The Treasury is the primary mechanism for making RUN (the Agoric stable-value currency) available to participants in the economy. It does this by issuing loans against supported types of collateral. The creator of the contract can add new types of collateral. (This is expected to be under the control of on-chain governance after the initial currencies are defined when the contract starts up.)

# Borrowers

Borrowers open a vault by calling makeLoanInvitation()in the publicAPI to get an invitation. Their proposal specifies that they're giving a recognized collateral type, and how much RUN they want in return. The contract is parameterized with a collateralization rate per currency and borrowers can withdraw up to that ratio. Other parameters control the interest rate. (Interest will be automatically added to the vault's debt.) The contract also has access to a priceAuthority, which is an oracle monitoring the exchange value of the collateral. If the value of a borrower's collateral ever falls below the minimum ratio, the vault will be liquidated. The liquidation approach is pluggable and will be modifiable under the control of governance.

When borrowers exercise an invitation and deposit collateral, they receive a Vault object and some tools useful to the wallet from the offerResults. The Vault has these methods: { makeAdjustBalancesInvitation, makeCloseInvitation, getCollateralAmount, getDebtAmount, getLiquidationSeat, getLiquidationPromise }.

An AdjustBalancesInvitation allows the borrower to add or remove collateral or increase or decrease the loan balance. CloseInvitation allows the borrower to close their loan and withdraw any remaining collateral. The liquidationPromise allows the borrower to find out if/when the loan gets liquidated. The liquidationSeat's getPayoff() or getPayoffs() allow the borrower to retrieve any proceeds above what's needed to repay the debt. getCollateralAmount() and getDebtAmount() reveal the named balances.

# adjustBalances

The borrower can adjust their collateral and debt levels by exercising an AdjustBalancesInvitation with a proposal that specifies the amount of Collateral and RUN that they will give and that they want (either keyword can be in either position.) As long as the resulting balances would not violate the required ratios and the withdrawals are within the loan's current balance, the adjustments will be made. If the debt balance increases, loanFee multiplied by the incremental debt will be added to the debt balance.

# closeInvitation

The borrower can close their loan by exercising a closeInvitation. The borrower must give at least the current debtAmount in order to close out the loan and retrieve their collateral. Since any excess will be returned, it is safe to overpay to cover variations in pricing.

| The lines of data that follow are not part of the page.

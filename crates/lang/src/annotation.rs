use crate::types::TypeRef;
use serde::{Deserialize, Serialize};
use std::collections::BTreeMap;
use std::fmt;

/// Annotation instance attached to a declaration
#[derive(Debug, Clone, PartialEq, Eq, Hash, PartialOrd, Ord, Serialize, Deserialize)]
pub struct Annotation {
    /// Annotation class name (e.g. "Provides", "Named")
    pub class: String,

    /// Attribute values by name
    #[serde(default, skip_serializing_if = "BTreeMap::is_empty")]
    pub attributes: BTreeMap<String, AnnotationValue>,
}

/// Constant value of an annotation attribute
#[derive(Debug, Clone, PartialEq, Eq, Hash, PartialOrd, Ord, Serialize, Deserialize)]
#[serde(rename_all = "snake_case")]
pub enum AnnotationValue {
    Bool(bool),
    Int(i64),
    Str(String),
    Type(TypeRef),
    Enum(String),
    Annotation(Annotation),
    Array(Vec<AnnotationValue>),
}

impl Annotation {
    pub fn new(class: impl Into<String>) -> Self {
        Self {
            class: class.into(),
            attributes: BTreeMap::new(),
        }
    }

    /// Builder-style attribute setter
    #[must_use]
    pub fn with(mut self, name: impl Into<String>, value: AnnotationValue) -> Self {
        self.attributes.insert(name.into(), value);
        self
    }

    pub fn attr(&self, name: &str) -> Option<&AnnotationValue> {
        self.attributes.get(name)
    }

    pub fn bool_attr(&self, name: &str) -> Option<bool> {
        match self.attr(name) {
            Some(AnnotationValue::Bool(value)) => Some(*value),
            _ => None,
        }
    }

    pub fn str_attr(&self, name: &str) -> Option<&str> {
        match self.attr(name) {
            Some(AnnotationValue::Str(value)) => Some(value),
            _ => None,
        }
    }

    pub fn type_attr(&self, name: &str) -> Option<&TypeRef> {
        match self.attr(name) {
            Some(AnnotationValue::Type(ty)) => Some(ty),
            _ => None,
        }
    }

    /// Type list attribute; a single type is accepted as a one-element list
    pub fn type_list(&self, name: &str) -> Vec<TypeRef> {
        match self.attr(name) {
            Some(AnnotationValue::Type(ty)) => vec![ty.clone()],
            Some(AnnotationValue::Array(items)) => items
                .iter()
                .filter_map(|item| match item {
                    AnnotationValue::Type(ty) => Some(ty.clone()),
                    _ => None,
                })
                .collect(),
            _ => Vec::new(),
        }
    }

    /// Nested annotation list attribute; a single annotation counts as one element
    pub fn annotation_list(&self, name: &str) -> Vec<&Annotation> {
        match self.attr(name) {
            Some(AnnotationValue::Annotation(nested)) => vec![nested],
            Some(AnnotationValue::Array(items)) => items
                .iter()
                .filter_map(|item| match item {
                    AnnotationValue::Annotation(nested) => Some(nested),
                    _ => None,
                })
                .collect(),
            _ => Vec::new(),
        }
    }
}

impl AnnotationValue {
    pub fn types(types: impl IntoIterator<Item = TypeRef>) -> Self {
        Self::Array(types.into_iter().map(Self::Type).collect())
    }

    pub fn str(value: impl Into<String>) -> Self {
        Self::Str(value.into())
    }
}

impl fmt::Display for AnnotationValue {
    fn fmt(&self, f: &mut fmt::Formatter<'_>) -> fmt::Result {
        match self {
            Self::Bool(value) => write!(f, "{value}"),
            Self::Int(value) => write!(f, "{value}"),
            Self::Str(value) => write!(f, "{value:?}"),
            Self::Type(ty) => write!(f, "{ty}"),
            Self::Enum(value) => write!(f, "{value}"),
            Self::Annotation(nested) => write!(f, "{nested}"),
            Self::Array(items) => {
                write!(f, "[")?;
                for (i, item) in items.iter().enumerate() {
                    if i > 0 {
                        write!(f, ", ")?;
                    }
                    write!(f, "{item}")?;
                }
                write!(f, "]")
            }
        }
    }
}

impl fmt::Display for Annotation {
    fn fmt(&self, f: &mut fmt::Formatter<'_>) -> fmt::Result {
        write!(f, "@{}", self.class)?;
        if self.attributes.is_empty() {
            return Ok(());
        }
        write!(f, "(")?;
        for (i, (name, value)) in self.attributes.iter().enumerate() {
            if i > 0 {
                write!(f, ", ")?;
            }
            write!(f, "{name}={value}")?;
        }
        write!(f, ")")
    }
}

/// Anything that carries annotations
pub trait Annotated {
    fn annotations(&self) -> &[Annotation];

    fn annotation(&self, class: &str) -> Option<&Annotation> {
        self.annotations().iter().find(|a| a.class == class)
    }

    fn has_annotation(&self, class: &str) -> bool {
        self.annotation(class).is_some()
    }

    /// All annotations of one class, in declaration order
    fn annotations_of<'a>(&'a self, class: &'a str) -> Box<dyn Iterator<Item = &'a Annotation> + 'a> {
        Box::new(self.annotations().iter().filter(move |a| a.class == class))
    }
}

#[cfg(test)]
mod tests {
    use super::*;

    #[test]
    fn test_type_list_accepts_single_value() {
        let ann = Annotation::new("Component").with("modules", AnnotationValue::Type(TypeRef::named("M")));
        assert_eq!(ann.type_list("modules"), vec![TypeRef::named("M")]);
        assert!(ann.type_list("dependencies").is_empty());
    }

    #[test]
    fn test_display() {
        let ann = Annotation::new("Named").with("value", AnnotationValue::str("db"));
        assert_eq!(ann.to_string(), "@Named(value=\"db\")");
        assert_eq!(Annotation::new("Inject").to_string(), "@Inject");
    }
}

# Interest and liquidation

Parameters (subject to governance) specific to each collateral type set the interest rate and required collateralization ratio.

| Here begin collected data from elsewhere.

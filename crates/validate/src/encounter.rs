//! Records how each validated entity was reached.
//!
//! Every time the traversal steps from one entity to another the edge is
//! added to a petgraph graph. Diagnostics are attached to entities and
//! resolved into root-to-entity paths only once the whole pass is over, so a
//! problem reached from several entry points lists all of them.

use petgraph::graph::{DiGraph, NodeIndex};
use petgraph::Direction;
use std::collections::{HashMap, HashSet};
use wiring_graph::{BindingId, GraphId};
use wiring_model::Node;

/// Upper bound on paths counted past the listed ones
const PATH_COUNT_LIMIT: usize = 10_000;

/// Something the validator visits
#[derive(Debug, Clone, PartialEq, Eq, Hash)]
pub enum Entity {
    Graph(GraphId),
    EntryPoint(GraphId, usize),
    MembersInjector(GraphId, usize),
    Binding(BindingId),
    /// A node with no binding, as requested from a graph
    Missing(GraphId, Node),
}

#[derive(Debug)]
struct Encounter {
    label: String,
}

#[derive(Debug, Default)]
pub struct EncounterGraph {
    graph: DiGraph<Encounter, ()>,
    index: HashMap<Entity, NodeIndex>,
    edges: HashSet<(NodeIndex, NodeIndex)>,
}

impl EncounterGraph {
    pub fn new() -> Self {
        Self::default()
    }

    /// Registers `entity` with a label on first sight
    pub fn add(&mut self, entity: &Entity, label: impl FnOnce() -> String) -> NodeIndex {
        if let Some(&idx) = self.index.get(entity) {
            return idx;
        }
        let idx = self.graph.add_node(Encounter { label: label() });
        self.index.insert(entity.clone(), idx);
        idx
    }

    pub fn contains(&self, entity: &Entity) -> bool {
        self.index.contains_key(entity)
    }

    pub fn label(&self, entity: &Entity) -> Option<&str> {
        self.index
            .get(entity)
            .map(|&idx| self.graph[idx].label.as_str())
    }

    /// Records that `to` was reached from `from`; both must be registered
    pub fn record(&mut self, from: &Entity, to: &Entity) {
        let (Some(&a), Some(&b)) = (self.index.get(from), self.index.get(to)) else {
            return;
        };
        if self.edges.insert((a, b)) {
            self.graph.add_edge(a, b, ());
        }
    }

    /// Distinct paths from an unreached-from entity (a root) to `entity`,
    /// in discovery order, at most `limit` of them; plus the number of paths
    /// left out.
    pub fn paths_to(&self, entity: &Entity, limit: usize) -> (Vec<Vec<String>>, usize) {
        let Some(&target) = self.index.get(entity) else {
            return (Vec::new(), 0);
        };

        let mut found = Vec::new();
        let mut total = 0;
        let mut trail = vec![target];
        let mut on_trail: HashSet<NodeIndex> = HashSet::from([target]);
        self.walk_back(target, &mut trail, &mut on_trail, &mut found, &mut total, limit);

        (found, total.saturating_sub(limit))
    }

    fn walk_back(
        &self,
        at: NodeIndex,
        trail: &mut Vec<NodeIndex>,
        on_trail: &mut HashSet<NodeIndex>,
        found: &mut Vec<Vec<String>>,
        total: &mut usize,
        limit: usize,
    ) {
        if *total >= PATH_COUNT_LIMIT {
            return;
        }

        let mut sources: Vec<NodeIndex> = self
            .graph
            .neighbors_directed(at, Direction::Incoming)
            .collect();
        if sources.is_empty() {
            *total += 1;
            if found.len() < limit {
                found.push(
                    trail
                        .iter()
                        .rev()
                        .map(|&idx| self.graph[idx].label.clone())
                        .collect(),
                );
            }
            return;
        }

        sources.sort_unstable();
        for source in sources {
            // Cycles are reported separately; a path never revisits an entity
            if !on_trail.insert(source) {
                continue;
            }
            trail.push(source);
            self.walk_back(source, trail, on_trail, found, total, limit);
            trail.pop();
            on_trail.remove(&source);
        }
    }
}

The initialMargin is the collateralizationRatio that's required when opening a loan, and it can be the same or slightly higher than the liquidationMargin. If the ratio of current value of collateral (according to the priceAuthority, currently driven by the AMM) to the outstanding debt falls below liquidationMargin, the collateral will be sold off, the debt repaid, and any remainder returned to the borrower. So it's prudent for borrowers to over-collateralize so that price volatility and interest charges don't quickly drive their loans into default. InitialMargin just to enforce this prudence when loans are being opened.

The loanFee (in basis points) is charged on the amount of RUN issued when opening a loan or increasing the amount of a loan. The interestRate is an annual rate.

ChargingPeriod and recordingPeriod are parameters of the Treasury that apply to all loans. They can be adjusted (by governance) to change how frequently interest is accrued, and how frequently interest is compounded.

# UI support

The following are returned in offerResults when calling openLoan for the benefit of the user's wallet.

 uiNotifier,
 invitationMakers: { AdjustBalances, CloseVault }

# Adding Collateral types

The creatorFacet has a method addVaultType() that allows someone to add new collateral types and specify the parameters for its loans.

# Implementation detail

# Vats

Currently the treasury runs all the vaults in a single vat. We intend to split the vaults into separate vats for better isolation. In order to allow the liquidation approach to be pluggable and to be visible to and changeable by governance, liquidation takes place in a separate vat.

# Invitations

# makeLoan

The treasury's public API includes makeLoanInvitation() and getCollaterals(), as well as getAMM() and getRunIssuer(). getCollaterals() returns a list of the collateral types that are accepted. getAmm() returns the public facet of the AMM. getRunIssuer() provides access to the issuer of RUN so anyone can hold, spend and recognize RUN. makeLoanInvitation() is described above under Borrowers

# Roadmap

  • Finer control over liquidation: we think liquidation should be sensitive to market depth and trade volumes.
  • Vaults in individual Vats: for better isolation and security, we want to put each vault in a separate vat.
  • Limits on RUN issued per collateral type: limiting the amount of RUN that can be issued for each collateral might blunt some attacks
  • Adding new collateral types will be made subject to governance rather than being included in the creatorFacet.